Анхелика бросила последний взгляд на мужа, прощаясь с ним навсегда и стремясь запечатлеть в памяти каждую любимую черточку. Но запомнила только губы, искривленные гневом, и жилку, нервно пульсирующую на шее… На кого бы она теперь ни смотрела, все время бросалась в глаза именно эта жилка – манящая, искушающая, доводящая до исступления и взывающая к ее проклятой жажде.

Как бы она хотела, чтобы все было по-другому! Попрощаться бы с ним так, чтобы он ничего не заподозрил. Искупаться бы вдоволь в нежности его рук. Напиться бы допьяна жаром его поцелуев. Насытиться любовью в его глазах, наслушаться напоследок его исступленных вздохов «мой ангел», унести с собой его запах, его смех, его улыбки… Остаться в его памяти пылкой, нежной, верной. Исчезнуть, как ангел, решивший воспарить в небеса.

Но приходится бежать из дома со сломанными крыльями, сгорбившись под тяжестью обвинений, кровью выступивших на губах. Каждый шаг – как по битому стеклу. Каждый вздох – как глоток ядовитого зелья, приближающий к гибели.

У двери она остановилась, помедлила, прощаясь со своим утраченным счастьем. Рывком открыла дверь и шагнула за порог. Анхелики больше нет. Теперь ее зовут Долорес[7].

Долорес ступила в мир с кровью на губах и с разбитым сердцем. Ей было нечего терять и некого любить. Она родилась круглой сиротой. Муж, родители, братья и сестры – все это принадлежало Анхелике. Долорес, которой каждый день требовалась свежая кровь, была изгнана из дома мужа и не могла появиться в поместье родителей. У Долорес не было ничего – ни семьи, ни крова, ни средств к существованию. Только боль в сердце, жажда, ненадолго заглушавшая эту боль, и броская красота, на которую, как на жар костра, слетались мужчины. Для Долорес все могло закончиться весьма плачевно, но она встретила Джека, и ее жизнь сделалась похожа на авантюрный роман господина Сервантеса.

Джек был виртуозным мошенником, но Долорес оказалась хорошей ученицей и вскоре превзошла своего наставника в хитрости. Революционные волнения, сотрясавшие тогда Латинскую Америку, были на руку двум мошенникам. Люди боялись всего и верили всему, они были готовы отдать любые деньги, чтобы отвести от себя угрозу жизни. Достаточно было лишь припугнуть и пообещать спасение – и в их руки текли банкноты, акции, драгоценности, часы, антиквариат. Когда вокруг стало совсем неспокойно, они переместились в относительно спокойную Европу.

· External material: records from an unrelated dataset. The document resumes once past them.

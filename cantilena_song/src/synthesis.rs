// Vocal synthesis adapters.
//
// A `SynthesisAdapter` turns a validated `DiffSingerInput` into a WAV file.
// Two implementations:
// - `InProcessSynthesizer`: wraps any `SingingEngine` that returns raw audio;
//   the audio is brought to mono float, peak-limited and written as WAV.
// - `ExternalProcessSynthesizer`: runs the synthesizer's inference script
//   in its own project directory, hands it the payload as a JSON file and
//   copies the fixed output file to the destination.
//
// Both validate the input before doing anything else; an invalid payload
// never reaches an engine or a process.
//
// The external script always writes to the same location inside its project,
// so one installation serves one workflow at a time.

use cantilena_audio::{RawAudio, normalize_to_mono_float, peak, write_wav};
use std::io::Write;
use std::path::{Path, PathBuf};
use std::process::Command;
use tracing::{debug, error, info};

use crate::config::ExternalSynthConfig;
use crate::diffsinger::{DiffSingerInput, SynthPayload};
use crate::error::SynthesisError;

pub trait SynthesisAdapter {
    fn name(&self) -> &str;

    /// Synthesize `input` into a WAV file at `output` and return its path.
    fn synthesize(&self, input: &DiffSingerInput, output: &Path)
    -> Result<PathBuf, SynthesisError>;
}

/// Audio returned by an in-process engine.
#[derive(Debug, Clone, PartialEq)]
pub struct Waveform {
    pub audio: RawAudio,
    pub sample_rate: u32,
}

/// A singing model that can be called directly.
pub trait SingingEngine {
    fn infer(&self, payload: &SynthPayload) -> Result<Waveform, String>;
}

pub struct InProcessSynthesizer<E> {
    engine: E,
}

impl<E: SingingEngine> InProcessSynthesizer<E> {
    pub fn new(engine: E) -> Self {
        Self { engine }
    }
}

impl<E: SingingEngine> SynthesisAdapter for InProcessSynthesizer<E> {
    fn name(&self) -> &str {
        "in-process"
    }

    fn synthesize(
        &self,
        input: &DiffSingerInput,
        output: &Path,
    ) -> Result<PathBuf, SynthesisError> {
        input.validate()?;
        let waveform = self
            .engine
            .infer(&input.to_payload())
            .map_err(SynthesisError::Engine)?;
        let mut samples = normalize_to_mono_float(&waveform.audio)?;
        let p = peak(&samples);
        if p > 1.0 {
            samples.iter_mut().for_each(|s| *s /= p);
        }
        write_wav(output, &samples, waveform.sample_rate)?;
        info!(path = %output.display(), samples = samples.len(), "Vocal synthesized");
        Ok(output.to_path_buf())
    }
}

pub struct ExternalProcessSynthesizer {
    config: ExternalSynthConfig,
}

impl ExternalProcessSynthesizer {
    pub fn new(config: ExternalSynthConfig) -> Self {
        Self { config }
    }

    fn project_root(&self) -> Result<PathBuf, SynthesisError> {
        let root = std::path::absolute(&self.config.project_root)?;
        if !root.is_dir() {
            return Err(SynthesisError::NotFound {
                what: "synthesizer project root",
                path: root,
            });
        }
        Ok(root)
    }
}

impl SynthesisAdapter for ExternalProcessSynthesizer {
    fn name(&self) -> &str {
        "external"
    }

    fn synthesize(
        &self,
        input: &DiffSingerInput,
        output: &Path,
    ) -> Result<PathBuf, SynthesisError> {
        input.validate()?;
        let root = self.project_root()?;
        let script = root.join(&self.config.script_path);
        if !script.is_file() {
            return Err(SynthesisError::NotFound {
                what: "synthesizer script",
                path: script,
            });
        }

        let mut payload_file = tempfile::Builder::new()
            .prefix("cantilena-")
            .suffix(".json")
            .tempfile()?;
        serde_json::to_writer(&mut payload_file, &input.to_payload())?;
        payload_file.flush()?;

        let mut command = Command::new(&self.config.python_path);
        command
            .arg(&script)
            .arg("--config")
            .arg(&self.config.config_path)
            .arg("--exp_name")
            .arg(&self.config.exp_name)
            .arg("--input_file")
            .arg(payload_file.path())
            .current_dir(&root)
            .env("PYTHONPATH", &root);
        if std::env::var_os("CUDA_VISIBLE_DEVICES").is_none() {
            command.env("CUDA_VISIBLE_DEVICES", "0");
        }
        info!(root = %root.display(), script = %script.display(), "Running synthesizer");

        let result = command.output()?;
        let stdout = String::from_utf8_lossy(&result.stdout);
        let tail: String = {
            let chars: Vec<char> = stdout.chars().collect();
            chars[chars.len().saturating_sub(500)..].iter().collect()
        };
        debug!(stdout = %tail, "synthesizer output");
        if !result.status.success() {
            let stderr = String::from_utf8_lossy(&result.stderr).trim().to_string();
            error!(status = %result.status, %stderr, "Synthesizer process failed");
            return Err(SynthesisError::ProcessFailed {
                code: result.status.to_string(),
                stderr,
            });
        }

        let produced = root.join(&self.config.output_relpath);
        if !produced.is_file() {
            return Err(SynthesisError::MissingOutput { path: produced });
        }
        if let Some(parent) = output.parent().filter(|p| !p.as_os_str().is_empty()) {
            std::fs::create_dir_all(parent)?;
        }
        std::fs::copy(&produced, output)?;
        info!(path = %output.display(), "Vocal synthesized");
        Ok(output.to_path_buf())
    }
}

Узнав о том, что готовится к отплытию роскошный лайнер, Джек загорелся идеей как следует тряхнуть богатеньких пассажиров. Здесь, конечно, и речи не шло о том, чтобы обвести богатея вокруг пальца и скрыться с деньгами. Куда сбежишь с корабля? Разве что в океан! Но у Джека наготове была изящная идея, согласно которой обманутый пассажир не только не стал бы заявлять на мошенников в полицию, но еще бы и добровольно приносил им деньги раз за разом. Роль приманки для простофили была отведена Долорес. А уж сам Джек взял бы на себя шантаж…

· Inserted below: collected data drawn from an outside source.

// Pitch representation and note-name spelling.
//
// A pitch is either a rest or a pitch class plus octave (scientific pitch
// notation, C4 = MIDI 60). Two spellings of the same pitch circulate in the
// system:
// - standard: a single sharp-spelled name, "F#5". Used for MIDI export and
//   everywhere a human reads the melody.
// - synthesizer dual-name: both enharmonic names joined by a slash, "F#/Gb5".
//   The singing synthesizer's note vocabulary only knows this form for the
//   five black keys.
//
// Conversion between the two must be exact: standard -> dual -> standard
// returns the original string for every sharp name, and white keys and rests
// are fixed points of both directions. `Pitch` stores the typed value and
// renders either spelling; the free functions operate on strings for callers
// that only hold note text.

use serde::{Deserialize, Serialize};
use std::fmt;
use std::str::FromStr;
use thiserror::Error;

/// Highest octave accepted when parsing note names.
pub const MAX_OCTAVE: u8 = 9;

/// Black-key spellings and their synthesizer dual-name form. Both the sharp
/// and the flat spelling map to the same dual name.
const ENHARMONIC_NAMES: [(&str, &str); 10] = [
    ("C#", "C#/Db"),
    ("Db", "C#/Db"),
    ("D#", "D#/Eb"),
    ("Eb", "D#/Eb"),
    ("F#", "F#/Gb"),
    ("Gb", "F#/Gb"),
    ("G#", "G#/Ab"),
    ("Ab", "G#/Ab"),
    ("A#", "A#/Bb"),
    ("Bb", "A#/Bb"),
];

/// Dual names back to the standard (sharp) spelling.
const DUAL_TO_STANDARD: [(&str, &str); 5] = [
    ("C#/Db", "C#"),
    ("D#/Eb", "D#"),
    ("F#/Gb", "F#"),
    ("G#/Ab", "G#"),
    ("A#/Bb", "A#"),
];

/// The twelve pitch classes, spelled with sharps.
#[derive(Debug, Clone, Copy, PartialEq, Eq, Hash, PartialOrd, Ord, Serialize, Deserialize)]
pub enum PitchClass {
    C,
    Cs,
    D,
    Ds,
    E,
    F,
    Fs,
    G,
    Gs,
    A,
    As,
    B,
}

impl PitchClass {
    pub const ALL: [PitchClass; 12] = [
        PitchClass::C,
        PitchClass::Cs,
        PitchClass::D,
        PitchClass::Ds,
        PitchClass::E,
        PitchClass::F,
        PitchClass::Fs,
        PitchClass::G,
        PitchClass::Gs,
        PitchClass::A,
        PitchClass::As,
        PitchClass::B,
    ];

    /// Pitch class for a semitone index (taken mod 12, 0 = C).
    pub fn from_index(index: u8) -> Self {
        Self::ALL[(index % 12) as usize]
    }

    /// Semitone index, 0 = C.
    pub fn index(self) -> u8 {
        self as u8
    }

    /// True for the five classes that need a dual name in synthesizer format.
    pub fn is_black_key(self) -> bool {
        matches!(
            self,
            PitchClass::Cs | PitchClass::Ds | PitchClass::Fs | PitchClass::Gs | PitchClass::As
        )
    }

    /// Sharp spelling, e.g. "F#".
    pub fn standard_name(self) -> &'static str {
        match self {
            PitchClass::C => "C",
            PitchClass::Cs => "C#",
            PitchClass::D => "D",
            PitchClass::Ds => "D#",
            PitchClass::E => "E",
            PitchClass::F => "F",
            PitchClass::Fs => "F#",
            PitchClass::G => "G",
            PitchClass::Gs => "G#",
            PitchClass::A => "A",
            PitchClass::As => "A#",
            PitchClass::B => "B",
        }
    }

    /// Synthesizer spelling: dual name for black keys, plain letter otherwise.
    pub fn synth_name(self) -> &'static str {
        match self {
            PitchClass::Cs => "C#/Db",
            PitchClass::Ds => "D#/Eb",
            PitchClass::Fs => "F#/Gb",
            PitchClass::Gs => "G#/Ab",
            PitchClass::As => "A#/Bb",
            other => other.standard_name(),
        }
    }

    /// Parse a letter with an optional single accidental ("C", "f#", "Bb").
    /// Spellings such as "Cb" or "E#" resolve to their enharmonic class.
    pub fn parse(name: &str) -> Option<Self> {
        let mut chars = name.chars();
        let base: u8 = match chars.next()?.to_ascii_uppercase() {
            'C' => 0,
            'D' => 2,
            'E' => 4,
            'F' => 5,
            'G' => 7,
            'A' => 9,
            'B' => 11,
            _ => return None,
        };
        let index = match chars.as_str() {
            "" => base,
            "#" => base + 1,
            "b" => base + 11,
            _ => return None,
        };
        Some(Self::from_index(index))
    }
}

/// Errors from parsing a note name.
#[derive(Debug, Clone, PartialEq, Eq, Error)]
pub enum PitchParseError {
    #[error("note name '{0}' has no octave")]
    MissingOctave(String),
    #[error("note name '{0}' has an octave outside 0-{MAX_OCTAVE}")]
    InvalidOctave(String),
    #[error("unknown note name '{0}'")]
    UnknownName(String),
}

/// A pitched note or a rest.
#[derive(Debug, Clone, Copy, PartialEq, Eq, Hash, Serialize, Deserialize)]
#[serde(into = "String", try_from = "String")]
pub enum Pitch {
    Rest,
    Note { class: PitchClass, octave: u8 },
}

impl Pitch {
    pub fn note(class: PitchClass, octave: u8) -> Self {
        Pitch::Note { class, octave }
    }

    /// Pitch for a MIDI note number. MIDI 0-11 sit in octave -1, which this
    /// type does not represent, so they return None.
    pub fn from_midi(midi: u8) -> Option<Self> {
        if !(12..=127).contains(&midi) {
            return None;
        }
        Some(Pitch::Note {
            class: PitchClass::from_index(midi % 12),
            octave: midi / 12 - 1,
        })
    }

    /// MIDI note number, or None for rests and pitches above MIDI 127.
    pub fn midi(self) -> Option<u8> {
        match self {
            Pitch::Rest => None,
            Pitch::Note { class, octave } => {
                let n = (octave as u16 + 1) * 12 + class.index() as u16;
                u8::try_from(n).ok().filter(|&n| n <= 127)
            }
        }
    }

    pub fn is_rest(self) -> bool {
        matches!(self, Pitch::Rest)
    }

    pub fn octave(self) -> Option<u8> {
        match self {
            Pitch::Rest => None,
            Pitch::Note { octave, .. } => Some(octave),
        }
    }

    /// Same pitch class with the octave clamped into `[low, high]`.
    pub fn with_octave_clamped(self, low: u8, high: u8) -> Self {
        match self {
            Pitch::Rest => Pitch::Rest,
            Pitch::Note { class, octave } => Pitch::Note {
                class,
                octave: octave.clamp(low, high),
            },
        }
    }

    /// Standard spelling, "F#5" or "rest".
    pub fn standard_name(self) -> String {
        self.to_string()
    }

    /// Synthesizer spelling, "F#/Gb5" or "rest".
    pub fn synth_name(self) -> String {
        match self {
            Pitch::Rest => "rest".to_string(),
            Pitch::Note { class, octave } => format!("{}{}", class.synth_name(), octave),
        }
    }
}

impl fmt::Display for Pitch {
    fn fmt(&self, f: &mut fmt::Formatter<'_>) -> fmt::Result {
        match self {
            Pitch::Rest => f.write_str("rest"),
            Pitch::Note { class, octave } => write!(f, "{}{}", class.standard_name(), octave),
        }
    }
}

impl FromStr for Pitch {
    type Err = PitchParseError;

    /// Accepts "rest" (any case), standard names ("F#5", "Gb5", "c4") and
    /// dual names ("F#/Gb5"). A dual name whose halves disagree is rejected.
    fn from_str(s: &str) -> Result<Self, Self::Err> {
        let s = s.trim();
        if s.eq_ignore_ascii_case("rest") {
            return Ok(Pitch::Rest);
        }
        let (name, octave) = split_octave(s);
        if octave.is_empty() {
            return Err(PitchParseError::MissingOctave(s.to_string()));
        }
        let octave: u8 = octave
            .parse()
            .ok()
            .filter(|&o| o <= MAX_OCTAVE)
            .ok_or_else(|| PitchParseError::InvalidOctave(s.to_string()))?;

        let class = match name.split_once('/') {
            Some((first, second)) => match (PitchClass::parse(first), PitchClass::parse(second)) {
                (Some(a), Some(b)) if a == b => a,
                _ => return Err(PitchParseError::UnknownName(s.to_string())),
            },
            None => PitchClass::parse(name)
                .ok_or_else(|| PitchParseError::UnknownName(s.to_string()))?,
        };
        Ok(Pitch::Note { class, octave })
    }
}

impl From<Pitch> for String {
    fn from(pitch: Pitch) -> String {
        pitch.to_string()
    }
}

impl TryFrom<String> for Pitch {
    type Error = PitchParseError;

    fn try_from(value: String) -> Result<Self, Self::Error> {
        value.parse()
    }
}

/// Split "F#/Gb5" into ("F#/Gb", "5"): the trailing ASCII digits are the octave.
fn split_octave(name: &str) -> (&str, &str) {
    let idx = name.trim_end_matches(|c: char| c.is_ascii_digit()).len();
    name.split_at(idx)
}

/// Convert a standard note name to synthesizer format.
///
/// "F#5" -> "F#/Gb5", "Gb5" -> "F#/Gb5". White keys, rests, names already in
/// dual form and anything unrecognized pass through unchanged.
pub fn standard_to_enharmonic(name: &str) -> String {
    if name.eq_ignore_ascii_case("rest") {
        return name.to_string();
    }
    let (class, octave) = split_octave(name);
    ENHARMONIC_NAMES
        .iter()
        .find(|(single, _)| *single == class)
        .map(|(_, dual)| format!("{dual}{octave}"))
        .unwrap_or_else(|| name.to_string())
}

/// Convert a synthesizer dual name back to the standard spelling.
///
/// "F#/Gb5" -> "F#5". Names without a slash and rests pass through unchanged.
/// An unknown dual name keeps its first half and the octave of the second.
pub fn enharmonic_to_standard(name: &str) -> String {
    if name.eq_ignore_ascii_case("rest") || !name.contains('/') {
        return name.to_string();
    }
    if let Some((dual, standard)) = DUAL_TO_STANDARD
        .iter()
        .find(|(dual, _)| name.starts_with(dual))
    {
        return format!("{standard}{}", &name[dual.len()..]);
    }
    match name.split_once('/') {
        Some((first, second)) => {
            let (_, octave) = split_octave(second);
            format!("{first}{octave}")
        }
        None => name.to_string(),
    }
}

Выгодная во всех отношениях поездка сорвалась в последний момент. Долорес задержалась у модистки, забирая платья, в которых ей предстояло охмурять богатеньких пассажиров. В их экипаж оказалась запряжена хромоногая кобыла, из-за чего они безнадежно отставали. А в завершение всех бед на дороге перевернулся грузовой экипаж, перегородив улицу. Когда они добрались до причала, толпа пришедших проводить «Титаник» уже расходилась. Джек подставил руку козырьком, глядя, как уплывает в океан его тщательно продуманный план, и разразился отборной бранью. В крахе аферы он обвинил припозднившуюся Долорес. И в гневе даже выдрал из ее рук картонку со шляпой и швырнул в воду. Остальной багаж Долорес отстояла кулаками. Джек упрекал ее еще много дней спустя – до тех самых пор, пока новость о гибели «Титаника» не потрясла мир. Тогда, празднуя свое второе рождение, они распили на двоих бутылку коллекционного бордо, прихваченного из дома одного богатея, и окончательно примирились.

вернуться

7

Долорес в переводе с испанского – боль во множественном числе.